Nicole Cooke won Britain's first gold of the Games after surviving an uphill sprint finish in the pouring rain in the women's Olympic 126-km road race on Sunday.
After a slippery ride on the hilly roads around the Great Wall, Cooke narrowly beat Sweden's Emma Johansson who took the silver and Tatiana Guderzo of Italy who came in third.
"I did it, I did it," screamed Cooke, who rode a carbon fibre bicycle especially designed for the Beijing Games, as she rushed to hug fellow British cyclists after the finish.
The women survived several crashes during a very wet race that began in ancient Beijing and wound its way out to the Great Wall of China where the cyclists completed two laps of a hilly, 24-km circuit between two sections of the wall.
Cooke's team mate Sharon Laws said the team expected the race would be decided on the second lap of the circuit.
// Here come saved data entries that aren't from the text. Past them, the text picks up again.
pub mod driver;
pub mod huggingface;

pub use driver::{
    NoProgress, ProgressBarObserver, ProgressObserver, SummarizationDriver, SummarizationRun,
    SummarizationStats,
};
pub use huggingface::HuggingFaceSummarizer;

use crate::config::Config;
use crate::error::{AsktubeError, Result};
use async_trait::async_trait;

/// Length bounds and decoding mode passed to the summarizer on every call.
#[derive(Debug, Clone, Copy, PartialEq, Eq)]
pub struct SummaryParams {
    pub max_len: usize,
    pub min_len: usize,
    /// Greedy decoding, so repeated runs on the same input agree.
    pub deterministic: bool,
}

impl Default for SummaryParams {
    fn default() -> Self {
        Self {
            max_len: 120,
            min_len: 40,
            deterministic: true,
        }
    }
}

impl SummaryParams {
    pub fn from_config(config: &Config) -> Self {
        Self {
            max_len: config.summary_max_len,
            min_len: config.summary_min_len,
            deterministic: true,
        }
    }
}

#[async_trait]
pub trait Summarizer: Send + Sync {
    async fn summarize(&self, text: &str, params: &SummaryParams) -> Result<String>;
    fn name(&self) -> &str;
}

/// Build the configured summarizer.
pub fn create_summarizer(config: &Config) -> Result<Box<dyn Summarizer>> {
    let token = config.hf_api_token.as_ref().ok_or_else(|| {
        AsktubeError::Config(
            "Hugging Face token not set. Set HF_API_TOKEN environment variable.".to_string(),
        )
    })?;

    Ok(Box::new(
        HuggingFaceSummarizer::new(token.clone()).with_model(config.summary_model.clone()),
    ))
}

#[cfg(test)]
mod tests {
    use super::*;

    #[test]
    fn test_default_params() {
        let params = SummaryParams::default();
        assert_eq!(params.max_len, 120);
        assert_eq!(params.min_len, 40);
        assert!(params.deterministic);
    }

    #[test]
    fn test_create_summarizer() {
        let mut config = Config::default();
        assert!(create_summarizer(&config).is_err());

        config.hf_api_token = Some("hf_test".to_string());
        let summarizer = create_summarizer(&config).unwrap();
        assert_eq!(summarizer.name(), "facebook/bart-large-cnn");
    }
}
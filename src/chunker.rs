//! Sentence-aware transcript chunking.
//!
//! Units are split on the period-plus-space heuristic. This is not real
//! sentence segmentation: abbreviations like "Dr. Smith" produce two units,
//! and sentences ending in `?` or `!` do not split at all.

use tracing::debug;

/// Boundary between two units.
pub const UNIT_DELIMITER: &str = ". ";

/// Split text into sentence-like units.
///
/// Every unit but the last keeps the period that terminated it, so joining
/// the units with a single space restores the input up to trailing
/// whitespace. Repeated delimiters yield units that are only a period
/// (`"A. . B."` gives `["A.", ".", "B."]`); these are kept so nothing is lost.
/// A trailing empty or blank piece is dropped.
pub fn split_into_units(text: &str) -> Vec<String> {
    let mut pieces: Vec<&str> = text.split(UNIT_DELIMITER).collect();
    let last = pieces.pop();

    let mut units: Vec<String> = pieces.into_iter().map(|p| format!("{}.", p)).collect();

    if let Some(last) = last {
        let last = last.trim_end();
        if !last.is_empty() {
            units.push(last.to_string());
        }
    }

    units
}

/// Pack units into chunks of at most `max_chunk_capacity` bytes.
///
/// A unit longer than the capacity is never split; it becomes a chunk of its
/// own. Empty input yields no chunks.
pub fn chunk_text(text: &str, max_chunk_capacity: usize) -> Vec<String> {
    let mut chunks = Vec::new();
    let mut current = String::new();

    for unit in split_into_units(text) {
        let needed = if current.is_empty() {
            unit.len()
        } else {
            current.len() + 1 + unit.len()
        };

        if needed <= max_chunk_capacity || current.is_empty() {
            if !current.is_empty() {
                current.push(' ');
            }
            current.push_str(&unit);
            continue;
        }

        push_chunk(&mut chunks, &current);
        current = unit;
    }

    push_chunk(&mut chunks, &current);

    debug!(
        "Split {} chars into {} chunks (capacity {})",
        text.len(),
        chunks.len(),
        max_chunk_capacity
    );

    chunks
}

fn push_chunk(chunks: &mut Vec<String>, buffer: &str) {
    let trimmed = buffer.trim_end();
    if !trimmed.is_empty() {
        chunks.push(trimmed.to_string());
    }
}
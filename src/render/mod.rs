//! Paginated layout of the summary document.
//!
//! Layout is pure: it produces a [`Document`] of positioned lines, and
//! [`pdf::write_pdf`] turns that into bytes. Coordinates are PDF points with
//! the origin at the bottom-left corner, so the cursor moves down by
//! decreasing `y`.

pub mod metrics;
pub mod pdf;

pub use metrics::{HelveticaMetrics, TextMeasurer, FONT_BOLD, FONT_REGULAR};
pub use pdf::{write_pdf, PDF_MIME};

use crate::aggregate::BulletItem;
use crate::error::Result;
use tracing::debug;

/// Line height as a multiple of the body font size.
pub const LINE_SPACING: f32 = 1.4;

/// Page geometry, fonts and spacing.
#[derive(Debug, Clone, PartialEq)]
pub struct PageLayout {
    pub width: f32,
    pub height: f32,
    /// Left, right and top margin.
    pub margin: f32,
    /// Lowest `y` a line may be drawn at.
    pub bottom_margin: f32,
    pub title: String,
    pub title_size: f32,
    pub heading_size: f32,
    pub body_size: f32,
    pub line_height: f32,
    /// Left offset of bullet continuation lines from the margin.
    pub bullet_indent: f32,
}

impl Default for PageLayout {
    fn default() -> Self {
        Self::a4()
    }
}

impl PageLayout {
    pub fn a4() -> Self {
        let body_size = 11.0;
        Self {
            width: 595.0,
            height: 842.0,
            margin: 50.0,
            bottom_margin: 50.0,
            title: "YouTube Video Summary".to_string(),
            title_size: 16.0,
            heading_size: 13.0,
            body_size,
            line_height: body_size * LINE_SPACING,
            bullet_indent: 15.0,
        }
    }

    pub fn letter() -> Self {
        Self {
            width: 612.0,
            height: 792.0,
            ..Self::a4()
        }
    }

    /// Usable line width between the side margins.
    pub fn content_width(&self) -> f32 {
        self.width - 2.0 * self.margin
    }

    fn top(&self) -> f32 {
        self.height - self.margin
    }
}

#[derive(Debug, Clone, Copy, PartialEq, Eq)]
pub enum LineKind {
    Title,
    Heading,
    Summary,
    /// First line of a bullet, carrying the `"{ordinal}. "` prefix.
    Bullet,
    BulletContinuation,
}

#[derive(Debug, Clone, PartialEq)]
pub struct Line {
    pub x: f32,
    pub y: f32,
    pub font: &'static str,
    pub size: f32,
    pub text: String,
    pub kind: LineKind,
}

#[derive(Debug, Clone, Default, PartialEq)]
pub struct Page {
    pub lines: Vec<Line>,
}

#[derive(Debug, Clone, PartialEq)]
pub struct Document {
    pub width: f32,
    pub height: f32,
    pub pages: Vec<Page>,
}

impl Document {
    /// Lines of the given kinds, across all pages.
    pub fn count_lines(&self, kinds: &[LineKind]) -> usize {
        self.pages
            .iter()
            .flat_map(|p| &p.lines)
            .filter(|l| kinds.contains(&l.kind))
            .count()
    }
}

/// Drawing position.
#[derive(Debug, Clone, Copy, PartialEq)]
pub struct Cursor {
    pub x: f32,
    pub y: f32,
    pub page_index: usize,
}

#[derive(Debug, Clone, Copy, PartialEq)]
pub enum Advance {
    Continue(Cursor),
    NeedsNewPage,
}

/// Move the cursor down one line, or report that the page is full.
pub fn advance(cursor: Cursor, line_height: f32, bottom_margin: f32) -> Advance {
    let y = cursor.y - line_height;
    if y < bottom_margin {
        Advance::NeedsNewPage
    } else {
        Advance::Continue(Cursor { y, ..cursor })
    }
}

struct PageWriter<'a> {
    layout: &'a PageLayout,
    pages: Vec<Page>,
    cursor: Cursor,
}

impl<'a> PageWriter<'a> {
    fn new(layout: &'a PageLayout) -> Self {
        Self {
            layout,
            pages: vec![Page::default()],
            cursor: Cursor {
                x: layout.margin,
                y: layout.top(),
                page_index: 0,
            },
        }
    }

    fn new_page(&mut self) {
        self.pages.push(Page::default());
        self.cursor = Cursor {
            x: self.layout.margin,
            y: self.layout.top(),
            page_index: self.pages.len() - 1,
        };
        debug!("Starting page {}", self.pages.len());
    }

    /// Move down by `height`, breaking to a new page when space runs out.
    fn feed(&mut self, height: f32) {
        match advance(self.cursor, height, self.layout.bottom_margin) {
            Advance::Continue(next) => self.cursor = next,
            Advance::NeedsNewPage => self.new_page(),
        }
    }

    fn emit(&mut self, x_offset: f32, font: &'static str, size: f32, text: String, kind: LineKind) {
        let line = Line {
            x: self.cursor.x + x_offset,
            y: self.cursor.y,
            font,
            size,
            text,
            kind,
        };
        self.pages[self.cursor.page_index].lines.push(line);
        self.feed(self.layout.line_height);
    }

    fn finish(self) -> Document {
        Document {
            width: self.layout.width,
            height: self.layout.height,
            pages: self.pages,
        }
    }
}

/// Lay out the title, final summary and numbered bullets onto pages.
///
/// Lines that would fall below the bottom margin move to the next page; no
/// text is dropped. The last page is kept even when nothing was drawn on it.
pub fn render(
    final_summary: &str,
    bullets: &[BulletItem],
    layout: &PageLayout,
    measurer: &dyn TextMeasurer,
) -> Result<Document> {
    let mut writer = PageWriter::new(layout);
    let width = layout.content_width();

    writer.emit(
        0.0,
        FONT_BOLD,
        layout.title_size,
        layout.title.clone(),
        LineKind::Title,
    );
    writer.feed(layout.line_height);

    writer.emit(
        0.0,
        FONT_BOLD,
        layout.heading_size,
        "Summary".to_string(),
        LineKind::Heading,
    );
    for line in measurer.measure_and_wrap(final_summary, FONT_REGULAR, layout.body_size, width)? {
        writer.emit(0.0, FONT_REGULAR, layout.body_size, line, LineKind::Summary);
    }
    writer.feed(layout.line_height);

    writer.emit(
        0.0,
        FONT_BOLD,
        layout.heading_size,
        "Key Points".to_string(),
        LineKind::Heading,
    );

    // Continuation lines sit `bullet_indent` to the right, so every wrapped
    // line gets the narrower width.
    let bullet_width = width - layout.bullet_indent;
    for bullet in bullets {
        let text = format!("{}. {}", bullet.ordinal, bullet.text);
        let lines = measurer.measure_and_wrap(&text, FONT_REGULAR, layout.body_size, bullet_width)?;

        for (i, line) in lines.into_iter().enumerate() {
            if i == 0 {
                writer.emit(0.0, FONT_REGULAR, layout.body_size, line, LineKind::Bullet);
            } else {
                writer.emit(
                    layout.bullet_indent,
                    FONT_REGULAR,
                    layout.body_size,
                    line,
                    LineKind::BulletContinuation,
                );
            }
        }
        writer.feed(layout.line_height);
    }

    let document = writer.finish();
    debug!("Laid out {} pages", document.pages.len());
    Ok(document)
}

#[cfg(test)]
mod tests {
    use super::*;
    use crate::error::AsktubeError;

    /// Every character is 1 point wide; wraps on spaces.
    struct FixedWidth;

    impl TextMeasurer for FixedWidth {
        fn measure_and_wrap(
            &self,
            text: &str,
            _font: &str,
            _size: f32,
            max_width: f32,
        ) -> Result<Vec<String>> {
            let mut lines: Vec<String> = Vec::new();
            for word in text.split_whitespace() {
                match lines.last_mut() {
                    Some(last) if (last.len() + 1 + word.len()) as f32 <= max_width => {
                        last.push(' ');
                        last.push_str(word);
                    }
                    _ => lines.push(word.to_string()),
                }
            }
            Ok(lines)
        }
    }

    struct Broken;

    impl TextMeasurer for Broken {
        fn measure_and_wrap(&self, _: &str, _: &str, _: f32, _: f32) -> Result<Vec<String>> {
            Err(AsktubeError::Rendering("font file corrupt".to_string()))
        }
    }

    fn small_layout() -> PageLayout {
        PageLayout {
            width: 60.0,
            height: 200.0,
            margin: 10.0,
            bottom_margin: 20.0,
            line_height: 10.0,
            bullet_indent: 5.0,
            ..PageLayout::a4()
        }
    }

    fn bullets(texts: &[&str]) -> Vec<BulletItem> {
        texts
            .iter()
            .enumerate()
            .map(|(i, t)| BulletItem {
                ordinal: i + 1,
                text: t.to_string(),
            })
            .collect()
    }

    fn all_lines(doc: &Document) -> Vec<&Line> {
        doc.pages.iter().flat_map(|p| &p.lines).collect()
    }

    #[test]
    fn test_advance() {
        let cursor = Cursor {
            x: 10.0,
            y: 40.0,
            page_index: 0,
        };
        assert_eq!(
            advance(cursor, 15.0, 20.0),
            Advance::Continue(Cursor { y: 25.0, ..cursor })
        );
        assert_eq!(advance(cursor, 25.0, 20.0), Advance::NeedsNewPage);
    }

    #[test]
    fn test_a4_spacing() {
        let layout = PageLayout::a4();
        assert!((layout.line_height - 15.4).abs() < 1e-4);
        assert_eq!(layout.content_width(), 495.0);
        assert_eq!(PageLayout::letter().line_height, layout.line_height);
    }

    #[test]
    fn test_empty_summary_renders_one_page() {
        let doc = render("", &[], &PageLayout::a4(), &HelveticaMetrics).unwrap();
        assert_eq!(doc.pages.len(), 1);

        let lines = all_lines(&doc);
        assert_eq!(lines.len(), 3);
        assert_eq!(lines[0].kind, LineKind::Title);
        assert_eq!(lines[0].text, "YouTube Video Summary");
        assert_eq!(lines[0].y, 792.0);
        assert_eq!(lines[1].text, "Summary");
        assert_eq!(lines[2].text, "Key Points");
    }

    #[test]
    fn test_no_line_below_bottom_margin() {
        let layout = small_layout();
        let summary = "word ".repeat(120);
        let items = bullets(&["alpha beta gamma delta epsilon zeta eta theta"; 8]);
        let doc = render(&summary, &items, &layout, &FixedWidth).unwrap();

        assert!(doc.pages.len() > 2);
        for line in all_lines(&doc) {
            assert!(line.y >= layout.bottom_margin, "line at {}", line.y);
            assert!(line.y <= layout.height - layout.margin);
        }
    }

    #[test]
    fn test_pagination_keeps_every_line() {
        let layout = small_layout();
        let summary = "lorem ipsum dolor sit amet ".repeat(30);
        let items = bullets(&[
            "first point with some words in it",
            "second",
            "third point that also wraps around a few times",
        ]);
        let doc = render(&summary, &items, &layout, &FixedWidth).unwrap();

        let width = layout.content_width();
        let expected_summary = FixedWidth
            .measure_and_wrap(&summary, FONT_REGULAR, 11.0, width)
            .unwrap()
            .len();
        let expected_bullets: usize = items
            .iter()
            .map(|b| {
                FixedWidth
                    .measure_and_wrap(
                        &format!("{}. {}", b.ordinal, b.text),
                        FONT_REGULAR,
                        11.0,
                        width - layout.bullet_indent,
                    )
                    .unwrap()
                    .len()
            })
            .sum();

        assert_eq!(doc.count_lines(&[LineKind::Summary]), expected_summary);
        assert_eq!(
            doc.count_lines(&[LineKind::Bullet, LineKind::BulletContinuation]),
            expected_bullets
        );
        assert_eq!(doc.count_lines(&[LineKind::Bullet]), 3);
    }

    #[test]
    fn test_bullet_numbering_and_indent_across_page_break() {
        let layout = small_layout();
        // Ten summary lines leave the second bullet's first line in the last
        // slot of page one.
        let filler = "x ".repeat(200);
        let items = bullets(&["short", "aaa bbb ccc ddd eee fff ggg hhh iii jjj kkk lll mmm"]);
        let doc = render(&filler, &items, &layout, &FixedWidth).unwrap();

        let lines = all_lines(&doc);
        let bullet_lines: Vec<&&Line> = lines
            .iter()
            .filter(|l| matches!(l.kind, LineKind::Bullet | LineKind::BulletContinuation))
            .collect();

        assert!(bullet_lines[0].text.starts_with("1. "));
        let second = bullet_lines
            .iter()
            .position(|l| l.text.starts_with("2. "))
            .unwrap();
        let continuations = &bullet_lines[second + 1..];
        assert!(!continuations.is_empty());
        for line in continuations {
            assert_eq!(line.kind, LineKind::BulletContinuation);
            assert_eq!(line.x, layout.margin + layout.bullet_indent);
        }

        let last_page = doc.pages.last().unwrap();
        assert!(doc.pages.len() > 1);
        assert!(last_page
            .lines
            .iter()
            .any(|l| l.kind == LineKind::BulletContinuation));
        // The broken bullet resumes at the top of the new page.
        let first_on_page = last_page.lines.first().unwrap();
        assert_eq!(first_on_page.y, layout.height - layout.margin);
    }

    #[test]
    fn test_measure_failure_is_fatal() {
        let result = render("some text", &[], &PageLayout::a4(), &Broken);
        assert!(matches!(result, Err(AsktubeError::Rendering(_))));
    }

    #[test]
    fn test_letter_layout() {
        let layout = PageLayout::letter();
        assert_eq!(layout.width, 612.0);
        assert_eq!(layout.content_width(), 512.0);
    }
}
On the second lap Cooke's third team mate Emma Pooley helped catch Russian Natalia Boyarskaya who had pulled into the lead on the steepest part of the first climb and had been leading for about 45 minutes.
"Everything went according to plan," Laws said. "We're very pleased."
The riders said the conditions -- which started out very hot with suffocating humidity and ended in heavy downpours -- were very difficult.
"These were the worst conditions we've had all year," said American Amber Neben. "But that's road racing."